Question

How effective is the CXX test framework, given that you are writing unit test cases around the code that you have written. Any bug in the code might as well get translated into a bug in the unit test code as well? Isn't it something like two negatives make a positive?

Also, the time and effort spent on CXX is at least equal to if not more than the coding effort.

Need your thoughts on this since I'm not in favor of this framework being used in my project and am looking for strong points to oppose it.

On the other hand, if you think it's beneficial, please do enlighten me :).

Was it helpful?

Solution

CXX is not very active, and writing unit test generally involves a lot of efforts. But when the first refactoring comes in, you're very grateful of the spent effort.

I've used Boost.Test & CPPUNIT. I would prefer a little bit Boost.Test, but yes, you have to write your own projects, files etc.

If you know a tool to generate your skeleton from your code, I'm all ears. :)

I would suggest that you give a try to Boost.Test and CPPUNIT. If you think there are better it will give you good rounds to oppose CXXUNIT as you will propose alternatives.

OTHER TIPS

Google offers a fantastic C++ testing framework that I have used... I never used any other C++ testing framework, and had limited experience with Junit, and I was able to pick this up very quickly, as the documentation is good. It's important to use a good testing framework, because testing is too important to give up on because of frustration with the framework. Here is a link:

http://code.google.com/p/googletest/

Hope this helps!

I am using cxxtest. Regressive testing is an expensive task that we only use to validate our software libraries - which provide a platform independent layer for our apps. This is to ensure that all changes will not affect the stability of the code since so many apps and projects and dependent on them.

We couple cxxtest with coverage analysis to ensure that test coverage is sufficient and also with CruiseControl to automate it.

But we do not do this for apps. Too much effort.

Building a test app is just as difficult as writing the whole library itself. I agree that you will need to work out whether it is worth your while.

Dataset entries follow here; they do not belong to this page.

//! Non-owning registry of live application contexts.
//!
//! Child contexts refer to their parent through a [`ContextHandle`]. The
//! registry resolves handles to contexts but only stores `Weak` pointers, so
//! it never keeps a context alive.

use std::collections::HashSet;
use std::fmt;
use std::sync::atomic::{AtomicU64, Ordering};
use std::sync::{Arc, Weak};

use dashmap::DashMap;
use parking_lot::{Mutex, MutexGuard};
use uuid::Uuid;

use crate::context::ApplicationContext;
use crate::error::ContextError;

/// Unique identity of one context instance.
#[derive(Clone, Copy, Debug, PartialEq, Eq, Hash)]
pub struct ContextId(Uuid);

impl ContextId {
    pub fn new() -> Self {
        Self(Uuid::new_v4())
    }

    pub fn as_uuid(&self) -> &Uuid {
        &self.0
    }
}

impl Default for ContextId {
    fn default() -> Self {
        Self::new()
    }
}

impl fmt::Display for ContextId {
    fn fmt(&self, f: &mut fmt::Formatter<'_>) -> fmt::Result {
        fmt::Display::fmt(&self.0, f)
    }
}

/// Non-owning reference to a context, resolved through a [`ContextRegistry`].
#[derive(Clone, Copy, Debug, PartialEq, Eq, Hash)]
pub struct ContextHandle {
    id: ContextId,
}

impl ContextHandle {
    pub fn from_id(id: ContextId) -> Self {
        Self { id }
    }

    pub fn id(&self) -> ContextId {
        self.id
    }
}

struct RegistryEntry {
    seq: u64,
    context: Weak<ApplicationContext>,
}

#[derive(Default)]
pub struct ContextRegistry {
    entries: DashMap<ContextId, RegistryEntry>,
    next_seq: AtomicU64,
    // Serializes parent-chain checks with parent writes across all contexts.
    reparent: Mutex<()>,
}

impl fmt::Debug for ContextRegistry {
    fn fmt(&self, f: &mut fmt::Formatter<'_>) -> fmt::Result {
        f.debug_struct("ContextRegistry")
            .field("entries", &self.entries.len())
            .finish()
    }
}

impl ContextRegistry {
    pub fn new() -> Self {
        Self::default()
    }

    pub fn register(&self, context: &Arc<ApplicationContext>) {
        let seq = self.next_seq.fetch_add(1, Ordering::Relaxed);
        self.entries.insert(
            context.id(),
            RegistryEntry {
                seq,
                context: Arc::downgrade(context),
            },
        );
        tracing::debug!(context = %context.name(), id = %context.id(), "Context registered");
    }

    pub fn deregister(&self, id: ContextId) -> bool {
        self.entries.remove(&id).is_some()
    }

    /// Resolve a handle to its live context.
    pub fn resolve(&self, handle: ContextHandle) -> Result<Arc<ApplicationContext>, ContextError> {
        self.entries
            .get(&handle.id())
            .and_then(|e| e.context.upgrade())
            .ok_or(ContextError::ParentUnavailable { id: handle.id() })
    }

    /// First live context registered under exactly `name`.
    pub fn find_by_name(&self, name: &str) -> Option<Arc<ApplicationContext>> {
        // Upgrade first, filter after: dropping a last strong ref while the
        // shard lock is held would re-enter `deregister` from `Drop`.
        let live: Vec<(u64, Arc<ApplicationContext>)> = self
            .entries
            .iter()
            .filter_map(|e| e.context.upgrade().map(|ctx| (e.seq, ctx)))
            .collect();
        let mut matches: Vec<_> = live
            .into_iter()
            .filter(|(_, ctx)| ctx.name() == name)
            .collect();
        matches.sort_by_key(|(seq, _)| *seq);
        matches.into_iter().next().map(|(_, ctx)| ctx)
    }

    /// Names from the context identified by `handle` up to its root.
    pub fn ancestry(&self, handle: ContextHandle) -> Result<Vec<String>, ContextError> {
        let mut names = Vec::new();
        let mut seen = HashSet::new();
        let mut current = Some(handle);
        while let Some(h) = current {
            let ctx = self.resolve(h)?;
            names.push(ctx.name().to_string());
            if !seen.insert(h.id()) {
                return Err(ContextError::CircularParentChain { path: names });
            }
            current = ctx.parent();
        }
        Ok(names)
    }

    /// Held by `set_parent` for the whole cycle check and write.
    pub(crate) fn reparent_guard(&self) -> MutexGuard<'_, ()> {
        self.reparent.lock()
    }

    /// Number of live registered contexts.
    pub fn len(&self) -> usize {
        self.entries.len()
    }

    pub fn is_empty(&self) -> bool {
        self.entries.is_empty()
    }
}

I think Joel has something to say about this too: http://www.joelonsoftware.com/items/2009/01/31.html

I prefer header-only test frameworks, here are two of them: TUT and Catch . I used TUT before in several projects, and found Catch not long ago.

1) TUT -- C++ Template Unit Test Framework

TUT is a small and portable unit test framework for C++.

  • TUT is very portable, no matter what compiler or OS you use.
  • TUT consists of header files only. No libraries required, deployment has never been easier.
  • Custom reporter interface allows to integrate TUT with virtually any IDE or tool in the world.
  • Support for multi-process testing (testing deadlocks and timeouts is under way).
  • TUT is free and distributed under a BSD-like license.
  • Tests are organised into named test groups.
  • Regression (all tests in the application), one-group or one-test execution.
  • Pure C++, no macros!

2) Catch -- A modern, C++-native, header-only, framework for unit-tests, TDD and BDD

What's the Catch?

Catch stands for C++ Automated Test Cases in Headers and is a multi-paradigm automated test framework for C++ and Objective-C (and, maybe, C). It is implemented entirely in a set of header files, but is packaged up as a single header for extra convenience.